Having spent nearly seven years growing this brand, I don’t claim to have all the answers. I just know what’s worked for us, and it starts with vision, hard work, consistency, and a willingness to adapt quickly. There are many areas we can be better in whether it’s social media, editing, SEO, sales, finding news, producing creative original content or adding more staff. Though there’s always work to be done and challenges to overcome, when you’re doing something you love and you’re motivated to wake up each day doing it, that to me is success.

But lately there’s one part of the job that I haven’t enjoyed – the hiring process. Fortunately in going through it, I was able to get to know Arky Shea.
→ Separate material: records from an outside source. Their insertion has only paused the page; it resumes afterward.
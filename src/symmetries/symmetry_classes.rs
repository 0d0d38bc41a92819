use nalgebra::Matrix3;
use serde::{Deserialize, Serialize};

/// Crystal classes with tabulated proper-rotation symmetry operators.
#[derive(Debug, Clone, Copy, PartialEq, Eq, Serialize, Deserialize)]
pub enum SymmetryClass {
    Cubic,
    Hexagonal,
    Tetrahedral,
}

impl SymmetryClass {
    /// Number of proper-rotation operators in the class.
    pub fn operator_count(&self) -> usize {
        match self {
            SymmetryClass::Cubic => 24,
            SymmetryClass::Hexagonal => 12,
            SymmetryClass::Tetrahedral => 8,
        }
    }

    /// Lower-case class name for log and CLI output.
    pub fn as_str(&self) -> &'static str {
        match self {
            SymmetryClass::Cubic => "cubic",
            SymmetryClass::Hexagonal => "hexagonal",
            SymmetryClass::Tetrahedral => "tetrahedral",
        }
    }
}

/// Return the proper-rotation symmetry operators of a crystal class.
///
/// Every operator is orthonormal with determinant +1, the identity is the
/// first entry, and the set is closed under composition.
pub fn symmetry_matrices(class: SymmetryClass) -> Vec<Matrix3<f64>> {
    match class {
        SymmetryClass::Cubic => cubic_symmetry_matrices(),
        SymmetryClass::Hexagonal => hexagonal_symmetry_matrices(),
        SymmetryClass::Tetrahedral => tetrahedral_symmetry_matrices(),
    }
}

/// The 24 proper rotations of the cubic class.
pub fn cubic_symmetry_matrices() -> Vec<Matrix3<f64>> {
    vec![
        Matrix3::new(1.0, 0.0, 0.0, 0.0, 1.0, 0.0, 0.0, 0.0, 1.0),
        Matrix3::new(0.0, 0.0, 1.0, 1.0, 0.0, 0.0, 0.0, 1.0, 0.0),
        Matrix3::new(0.0, 1.0, 0.0, 0.0, 0.0, 1.0, 1.0, 0.0, 0.0),
        Matrix3::new(0.0, -1.0, 0.0, 0.0, 0.0, 1.0, -1.0, 0.0, 0.0),
        Matrix3::new(0.0, -1.0, 0.0, 0.0, 0.0, -1.0, 1.0, 0.0, 0.0),
        Matrix3::new(0.0, 1.0, 0.0, 0.0, 0.0, -1.0, -1.0, 0.0, 0.0),
        Matrix3::new(0.0, 0.0, -1.0, 1.0, 0.0, 0.0, 0.0, -1.0, 0.0),
        Matrix3::new(0.0, 0.0, -1.0, -1.0, 0.0, 0.0, 0.0, 1.0, 0.0),
        Matrix3::new(0.0, 0.0, 1.0, -1.0, 0.0, 0.0, 0.0, -1.0, 0.0),
        Matrix3::new(-1.0, 0.0, 0.0, 0.0, 1.0, 0.0, 0.0, 0.0, -1.0),
        Matrix3::new(-1.0, 0.0, 0.0, 0.0, -1.0, 0.0, 0.0, 0.0, 1.0),
        Matrix3::new(1.0, 0.0, 0.0, 0.0, -1.0, 0.0, 0.0, 0.0, -1.0),
        Matrix3::new(0.0, 0.0, -1.0, 0.0, -1.0, 0.0, -1.0, 0.0, 0.0),
        Matrix3::new(0.0, 0.0, 1.0, 0.0, -1.0, 0.0, 1.0, 0.0, 0.0),
        Matrix3::new(0.0, 0.0, 1.0, 0.0, 1.0, 0.0, -1.0, 0.0, 0.0),
        Matrix3::new(0.0, 0.0, -1.0, 0.0, 1.0, 0.0, 1.0, 0.0, 0.0),
        Matrix3::new(-1.0, 0.0, 0.0, 0.0, 0.0, -1.0, 0.0, -1.0, 0.0),
        Matrix3::new(1.0, 0.0, 0.0, 0.0, 0.0, -1.0, 0.0, 1.0, 0.0),
        Matrix3::new(1.0, 0.0, 0.0, 0.0, 0.0, 1.0, 0.0, -1.0, 0.0),
        Matrix3::new(-1.0, 0.0, 0.0, 0.0, 0.0, 1.0, 0.0, 1.0, 0.0),
        Matrix3::new(0.0, -1.0, 0.0, -1.0, 0.0, 0.0, 0.0, 0.0, -1.0),
        Matrix3::new(0.0, 1.0, 0.0, -1.0, 0.0, 0.0, 0.0, 0.0, 1.0),
        Matrix3::new(0.0, 1.0, 0.0, 1.0, 0.0, 0.0, 0.0, 0.0, -1.0),
        Matrix3::new(0.0, -1.0, 0.0, 1.0, 0.0, 0.0, 0.0, 0.0, 1.0),
    ]
}

/// The 12 proper rotations of the hexagonal class.
pub fn hexagonal_symmetry_matrices() -> Vec<Matrix3<f64>> {
    let a = 3.0_f64.sqrt() / 2.0;
    vec![
        Matrix3::new(1.0, 0.0, 0.0, 0.0, 1.0, 0.0, 0.0, 0.0, 1.0),
        Matrix3::new(-0.5, a, 0.0, -a, -0.5, 0.0, 0.0, 0.0, 1.0),
        Matrix3::new(-0.5, -a, 0.0, a, -0.5, 0.0, 0.0, 0.0, 1.0),
        Matrix3::new(0.5, a, 0.0, -a, 0.5, 0.0, 0.0, 0.0, 1.0),
        Matrix3::new(-1.0, 0.0, 0.0, 0.0, -1.0, 0.0, 0.0, 0.0, 1.0),
        Matrix3::new(0.5, -a, 0.0, a, 0.5, 0.0, 0.0, 0.0, 1.0),
        Matrix3::new(-0.5, -a, 0.0, -a, 0.5, 0.0, 0.0, 0.0, -1.0),
        Matrix3::new(1.0, 0.0, 0.0, 0.0, -1.0, 0.0, 0.0, 0.0, -1.0),
        Matrix3::new(-0.5, a, 0.0, a, 0.5, 0.0, 0.0, 0.0, -1.0),
        Matrix3::new(0.5, a, 0.0, a, -0.5, 0.0, 0.0, 0.0, -1.0),
        Matrix3::new(-1.0, 0.0, 0.0, 0.0, 1.0, 0.0, 0.0, 0.0, -1.0),
        Matrix3::new(0.5, -a, 0.0, -a, -0.5, 0.0, 0.0, 0.0, -1.0),
    ]
}

/// The 8 proper rotations of the tetrahedral class.
pub fn tetrahedral_symmetry_matrices() -> Vec<Matrix3<f64>> {
    vec![
        Matrix3::new(1.0, 0.0, 0.0, 0.0, 1.0, 0.0, 0.0, 0.0, 1.0),
        Matrix3::new(-1.0, 0.0, 0.0, 0.0, 1.0, 0.0, 0.0, 0.0, -1.0),
        Matrix3::new(1.0, 0.0, 0.0, 0.0, -1.0, 0.0, 0.0, 0.0, -1.0),
        Matrix3::new(-1.0, 0.0, 0.0, 0.0, -1.0, 0.0, 0.0, 0.0, 1.0),
        Matrix3::new(0.0, 1.0, 0.0, -1.0, 0.0, 0.0, 0.0, 0.0, 1.0),
        Matrix3::new(0.0, -1.0, 0.0, 1.0, 0.0, 0.0, 0.0, 0.0, 1.0),
        Matrix3::new(0.0, 1.0, 0.0, 1.0, 0.0, 0.0, 0.0, 0.0, -1.0),
        Matrix3::new(0.0, -1.0, 0.0, -1.0, 0.0, 0.0, 0.0, 0.0, -1.0),
    ]
}
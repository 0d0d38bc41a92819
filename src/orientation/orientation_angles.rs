use nalgebra::Vector3;
use serde::{Deserialize, Serialize};
use std::f64::consts::PI;

/// A crystal orientation in Euler-Bunge angles (z-x'-z'' convention, radians).
#[derive(Debug, Clone, Copy, PartialEq, Serialize, Deserialize)]
pub struct EulerAngles {
    /// First rotation φ1 about the sample z-axis.
    pub phi1: f64,
    /// Second rotation Φ about the rotated x-axis.
    pub phi: f64,
    /// Third rotation φ2 about the twice-rotated z-axis.
    pub phi2: f64,
}

impl EulerAngles {
    /// Create an orientation from Bunge angles in radians.
    pub fn new(phi1: f64, phi: f64, phi2: f64) -> Self {
        Self { phi1, phi, phi2 }
    }

    /// Create an orientation from Bunge angles in degrees.
    pub fn from_degrees(phi1: f64, phi: f64, phi2: f64) -> Self {
        Self {
            phi1: deg_to_rad(phi1),
            phi: deg_to_rad(phi),
            phi2: deg_to_rad(phi2),
        }
    }

    /// Return the angles as a [φ1, Φ, φ2] triple in degrees.
    pub fn to_degrees(&self) -> [f64; 3] {
        [
            rad_to_deg(self.phi1),
            rad_to_deg(self.phi),
            rad_to_deg(self.phi2),
        ]
    }

    /// Return the angles as a nalgebra vector (radians).
    pub fn to_vector(&self) -> Vector3<f64> {
        Vector3::new(self.phi1, self.phi, self.phi2)
    }

    /// Build an orientation from a [φ1, Φ, φ2] vector (radians).
    pub fn from_vector(v: Vector3<f64>) -> Self {
        Self::new(v.x, v.y, v.z)
    }

    /// Sum of absolute per-component differences to another orientation.
    pub fn abs_difference(&self, other: &EulerAngles) -> f64 {
        (self.phi1 - other.phi1).abs()
            + (self.phi - other.phi).abs()
            + (self.phi2 - other.phi2).abs()
    }
}

/// Convert radians to degrees.
pub fn rad_to_deg(radians: f64) -> f64 {
    radians * 180.0 / PI
}

/// Convert degrees to radians.
pub fn deg_to_rad(degrees: f64) -> f64 {
    degrees * PI / 180.0
}
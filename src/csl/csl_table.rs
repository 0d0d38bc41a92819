use serde::Serialize;
use thiserror::Error;

/// One coincidence site lattice relation: sigma label, reference
/// misorientation and the fixed rotation offset between the two lattices.
///
/// Values are tabulated from the cubic CSL literature
/// (<http://pajarito.materials.cmu.edu/lectures/L14-CSL_Theory_GBE-17Mar16.pdf>).
#[derive(Debug, Clone, Copy, PartialEq, Serialize)]
pub struct CslEntry {
    /// Sigma label, e.g. "3" or "13a".
    pub sigma: &'static str,
    /// Reference misorientation angle in degrees.
    pub misorientation_deg: f64,
    /// Euler-Bunge rotation offset in degrees.
    pub euler_offset_deg: [f64; 3],
}

/// Lookup failure for the CSL catalogue.
#[derive(Debug, Clone, PartialEq, Eq, Error)]
pub enum CslLookupError {
    #[error("unknown CSL sigma label '{label}'; valid labels are {valid}")]
    UnknownLabel { label: String, valid: String },
}

/// The tabulated CSL relations, keyed by sigma label.
///
/// 33a and 33b are deliberately absent: their tabulated values are
/// unresolved and awaiting domain-expert review.
pub const CSL_TABLE: [CslEntry; 26] = [
    CslEntry { sigma: "3", misorientation_deg: 60.00, euler_offset_deg: [45.0, 70.53, 45.0] },
    CslEntry { sigma: "5", misorientation_deg: 36.86, euler_offset_deg: [0.0, 90.0, 36.86] },
    CslEntry { sigma: "7", misorientation_deg: 38.21, euler_offset_deg: [26.56, 73.4, 63.44] },
    CslEntry { sigma: "9", misorientation_deg: 38.94, euler_offset_deg: [26.56, 83.62, 26.56] },
    CslEntry { sigma: "11", misorientation_deg: 50.47, euler_offset_deg: [33.68, 79.53, 33.68] },
    CslEntry { sigma: "13a", misorientation_deg: 22.62, euler_offset_deg: [0.0, 90.0, 22.62] },
    CslEntry { sigma: "13b", misorientation_deg: 27.79, euler_offset_deg: [18.43, 76.66, 71.57] },
    CslEntry { sigma: "15", misorientation_deg: 48.19, euler_offset_deg: [19.65, 82.33, 42.27] },
    CslEntry { sigma: "17a", misorientation_deg: 28.07, euler_offset_deg: [0.0, 90.0, 28.07] },
    CslEntry { sigma: "17b", misorientation_deg: 61.90, euler_offset_deg: [45.0, 86.63, 45.0] },
    CslEntry { sigma: "19a", misorientation_deg: 26.53, euler_offset_deg: [18.44, 89.68, 18.44] },
    CslEntry { sigma: "19b", misorientation_deg: 46.80, euler_offset_deg: [33.69, 71.59, 56.31] },
    CslEntry { sigma: "21a", misorientation_deg: 21.78, euler_offset_deg: [14.03, 79.02, 75.97] },
    CslEntry { sigma: "21b", misorientation_deg: 44.41, euler_offset_deg: [22.83, 79.02, 50.91] },
    CslEntry { sigma: "23", misorientation_deg: 40.45, euler_offset_deg: [15.25, 82.51, 52.13] },
    CslEntry { sigma: "25a", misorientation_deg: 16.26, euler_offset_deg: [0.0, 90.0, 16.26] },
    CslEntry { sigma: "25b", misorientation_deg: 51.68, euler_offset_deg: [36.87, 90.0, 53.13] },
    CslEntry { sigma: "27a", misorientation_deg: 31.59, euler_offset_deg: [21.8, 85.75, 21.8] },
    CslEntry { sigma: "27b", misorientation_deg: 35.43, euler_offset_deg: [15.07, 85.75, 31.33] },
    CslEntry { sigma: "29a", misorientation_deg: 43.60, euler_offset_deg: [0.0, 90.0, 43.6] },
    CslEntry { sigma: "29b", misorientation_deg: 46.40, euler_offset_deg: [33.69, 84.06, 56.31] },
    CslEntry { sigma: "31a", misorientation_deg: 17.90, euler_offset_deg: [11.31, 80.72, 78.69] },
    CslEntry { sigma: "31b", misorientation_deg: 52.20, euler_offset_deg: [27.41, 78.84, 43.66] },
    CslEntry { sigma: "33c", misorientation_deg: 59.00, euler_offset_deg: [38.66, 75.97, 38.66] },
    CslEntry { sigma: "35a", misorientation_deg: 34.00, euler_offset_deg: [16.86, 80.13, 60.46] },
    CslEntry { sigma: "35b", misorientation_deg: 43.20, euler_offset_deg: [30.96, 88.36, 59.04] },
];

/// Look up a CSL relation by its sigma label.
pub fn csl_entry(label: &str) -> Result<&'static CslEntry, CslLookupError> {
    CSL_TABLE
        .iter()
        .find(|entry| entry.sigma == label)
        .ok_or_else(|| CslLookupError::UnknownLabel {
            label: label.to_string(),
            valid: csl_labels().join(", "),
        })
}

/// All valid sigma labels, in table order.
pub fn csl_labels() -> Vec<&'static str> {
    CSL_TABLE.iter().map(|entry| entry.sigma).collect()
}
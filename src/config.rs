// Constants

// Tolerances
pub const GIMBAL_TOLERANCE: f64 = 1e-9; // Degenerate-branch detection in matrix -> Euler conversion
pub const ORTHONORMALITY_TOLERANCE: f64 = 1e-9; // Unit-norm and orthonormality checks
pub const CONVERSION_TOLERANCE: f64 = 1e-5; // Agreement between round-tripped representations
He’s a good guy, talented writer, and fan of the industry, and I’m thrilled to share that he’s joining us as BSM’s new night time editor. I’ll have a few other announcements to make later this month, but in the meantime, if you’re qualified to be an editor or social media manager, I’m still going through the process to add those two positions to our brand. You can learn more about both jobs by clicking here.

Working for an independent digital brand like ours is different from working for a corporation. You communicate directly with yours truly, and you work remotely on a personal computer, relying on your eyes, ears and the radio, television, and internet to find content. Because our work appears online, you have to enjoy writing, and understand and have a passion for the media industry, the brands who produce daily content, and the people who bring those brands to life. We receive a lot of interest from folks who see the words ‘sports’ and ‘news’ in our brand names and assume they’re going to cover games or political beats. They quickly discover that that’s not what we do nor are we interested in doing it.

If you follow us on social media, have visited our website or receive our newsletters, you’ve likely seen us promoting openings with the brand. I’ve even bought ads on Indeed, and been lucky enough to have a few industry folks share the posts on social. We’re in a good place and trying to make our product better, so to do that, we need more help. But over the past two months, Demetri Ravanos and I have easily done 50-60 calls, and it’s been eye opening to see how many mistakes get made during the hiring process.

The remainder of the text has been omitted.